“Time is not Money; time is Life. When more people can be persuaded to think along these lines we will have taken a real step forward …” – Why Work? (Freedom Press, 1990)

In 2008, amid the shock of the banking collapse and widespread recession, the unlikely state of Utah in the US came up with a radical plan. At only a month’s notice, 18,000 of the state’s 25,000 workforce were put on a four-day week. Wellbeing indicators rocketed, carbon emissions were cut by 14% and huge savings were made.

Now, here in Scotland, maybe we should do the same?

Time for Life is the latest paper from the Jimmy Reid Foundation authored by Isobel Lindsay, Pat Kane, Ben Wray and Gillian Wales. It’s a startling addition to the independence debate pulling everyone out of their centre of gravity away from binary thinking and into a much deeper pool altogether. Two things are immediately striking. Before the JRF there was such a dearth of think-tanks and research going on it’s incredible. We were in a stagnant pond. Secondly, contemporary party politics doesn’t  and can’t do thinking like this. Now we’re moving.

The problem of unemployment is frequently addressed, far less so the problem of bad employment, useless employment or low-paid employment. These ideas begin to address some of these issues but also the deep psychological scars of stress from over-employment and the massive inefficiency of ‘presenteeism’ (ie lots of people ‘in work but doing very little).

Now is the time for fresh thinking:

In Scotland, we are currently engaged in a debate about our nation’s future and how best to allocate our resources, both human and natural. It is only right, therefore, that the issue of time is put back on the agenda, and that an assessment of whether it can be useful in solving numerous problems – societal, environmental, economic, psychological – is made.

The groundbreaking paper recommends phasing in a standard 30-hour working week over 10 years in the event of Scottish independence, with a legal limit to ensure no one works more than 35 hours a week. It’s an idea which has been trialled in Utah in the US and in France where a 35 hour week is enshrined in law and in the Netherlands where ‘Daddy Days’ are a sign of a deeply-embedded commitment to more gender balance in parenting.

The radical redistribution of work would begin with the Scottish Government imposing a shorter week on public-sector staff to show it was feasible.

Time of Life was released in the same week that a new YouGov survey finds that most people (57%) would support introducing a four day working week in the UK. 28% would oppose and 15% don’t know (details here).

This thinking builds on earlier work by Kane on the Play Ethic and fits in the new landscape of post-crash economics, precarity, the stress epidemic and the damaging cultural narrative of ‘scroungers’ and work-shy.

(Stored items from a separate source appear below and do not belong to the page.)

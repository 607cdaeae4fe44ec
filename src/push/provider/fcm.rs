use async_trait::async_trait;
use reqwest::Client;
use serde_json::json;
use tracing::{debug, info, warn};

use crate::error::{Result, ServerError};
use crate::push::provider::provider_trait::{DegradedState, PlatformClient, SendError};
use crate::push::types::{Notification, Platform};

const FCM_SEND_URL: &str = "https://fcm.googleapis.com/fcm/send";

/// 单个 token 结果里的错误，不可重试
const PERMANENT_RESULT_ERRORS: &[&str] = &[
    "NotRegistered",
    "InvalidRegistration",
    "MissingRegistration",
    "MismatchSenderId",
    "MessageTooBig",
    "InvalidDataKey",
    "InvalidTtl",
    "InvalidPackageName",
];

/// FCM (Firebase Cloud Messaging) 客户端
///
/// 使用服务端 API Key 认证
pub struct FcmClient {
    client: Client,
    endpoint: String,
    api_key: String,
    degraded: DegradedState,
}

impl FcmClient {
    /// 创建新的 FCM 客户端
    pub fn new(api_key: String) -> Result<Self> {
        Self::with_endpoint(api_key, FCM_SEND_URL)
    }

    /// 指定发送地址（用于代理或测试网关）
    pub fn with_endpoint(api_key: String, endpoint: &str) -> Result<Self> {
        if api_key.trim().is_empty() {
            return Err(ServerError::Configuration("FCM api key is empty".to_string()));
        }

        let client = Client::builder()
            .build()
            .map_err(|e| ServerError::Internal(format!("Failed to build FCM client: {}", e)))?;

        Ok(Self {
            client,
            endpoint: endpoint.to_string(),
            api_key,
            degraded: DegradedState::default(),
        })
    }

    /// 构建 FCM 消息 payload
    fn build_fcm_payload(notification: &Notification) -> serde_json::Value {
        let payload = &notification.payload;
        let android = &payload.android;

        let mut body = serde_json::Map::new();
        body.insert("to".to_string(), json!(notification.token));
        body.insert(
            "notification".to_string(),
            json!({
                "title": payload.title,
                "body": payload.message,
            }),
        );
        if let Some(data) = &payload.data {
            body.insert("data".to_string(), json!(data));
        }
        if let Some(collapse_key) = &android.collapse_key {
            body.insert("collapse_key".to_string(), json!(collapse_key));
        }
        if let Some(ttl) = android.time_to_live {
            body.insert("time_to_live".to_string(), json!(ttl));
        }
        if let Some(package) = &android.restricted_package_name {
            body.insert("restricted_package_name".to_string(), json!(package));
        }
        if android.dry_run {
            body.insert("dry_run".to_string(), json!(true));
        }
        if android.delay_while_idle {
            body.insert("delay_while_idle".to_string(), json!(true));
        }

        serde_json::Value::Object(body)
    }
}

/// 根据 HTTP 状态码和 results[0].error 分类
pub fn classify_fcm_response(status: u16, body: &str) -> std::result::Result<(), SendError> {
    match status {
        200 => {}
        401 => return Err(SendError::Configuration("FCM api key rejected (401)".to_string())),
        400 => return Err(SendError::Permanent(format!("FCM bad request: {}", body.trim()))),
        429 | 500..=599 => {
            return Err(SendError::Transient(format!("FCM unavailable: status={}", status)))
        }
        _ => return Err(SendError::Permanent(format!("FCM push failed: status={}", status))),
    }

    let parsed: serde_json::Value = serde_json::from_str(body)
        .map_err(|e| SendError::Transient(format!("FCM response unreadable: {}", e)))?;

    let result_error = parsed
        .get("results")
        .and_then(|r| r.get(0))
        .and_then(|r| r.get("error"))
        .and_then(|e| e.as_str());

    match result_error {
        None => Ok(()),
        Some(error) if PERMANENT_RESULT_ERRORS.contains(&error) => {
            Err(SendError::Permanent(format!("FCM error: {}", error)))
        }
        Some(error) => Err(SendError::Transient(format!("FCM error: {}", error))),
    }
}

#[async_trait]
impl PlatformClient for FcmClient {
    async fn send(&self, notification: &Notification) -> std::result::Result<(), SendError> {
        self.degraded.check()?;

        let payload = Self::build_fcm_payload(notification);

        debug!(
            "[FCM] Sending push: id={}, attempt={}",
            notification.id,
            notification.attempt()
        );

        let response = self
            .client
            .post(&self.endpoint)
            .header("Authorization", format!("key={}", self.api_key))
            .header("Content-Type", "application/json")
            .json(&payload)
            .send()
            .await
            .map_err(|e| SendError::Transient(format!("FCM request failed: {}", e)))?;

        let status = response.status().as_u16();
        let body = response.text().await.unwrap_or_default();

        match classify_fcm_response(status, &body) {
            Ok(()) => {
                info!("[FCM] Push sent successfully: id={}", notification.id);
                Ok(())
            }
            Err(SendError::Configuration(reason)) => {
                Err(self.degraded.degrade(Platform::Android, reason))
            }
            Err(err) => {
                warn!("[FCM] Push failed: id={}, error={}", notification.id, err);
                Err(err)
            }
        }
    }

    fn platform(&self) -> Platform {
        Platform::Android
    }

    fn is_degraded(&self) -> bool {
        self.degraded.is_degraded()
    }
}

The report could have huge implications for gender relations, parenting, better family life and social creativity, and, as NEF pointed out in 2012, the environment too (see their earlier report Gardening Leave).

The authors write:

In this report we show that there is the capacity through reducing working hours towards 30 hours a week to create sufficient new jobs to achieve full employment. This can be achieved through a ten-year transition process. There are many steps that can help this process:

• Reduce the general cost of living
• Gradual transition for those approaching retirement age
• Create a high-pay economy
• Consider wage ratios
• Tie pay to value through a pay commission
• Prevent employer discrimination against workers who desire shorter schedules
• Greater control through industrial democracy
• Improve and extend government-funded lifelong learning
• Getting more women into the workforce
• A phased transition that is public-sector led and is assessed by government at regular intervals to evaluate effectiveness
• Accepting (for a period) that there will be exemptions and contingencies
• Using school hours contracts/flexible working benefits

The report outlines the many benefits that come from changing a pattern of long-hours for low-
pay for Scottish workers, including the economic boost that would come from a widespread three-day weekend.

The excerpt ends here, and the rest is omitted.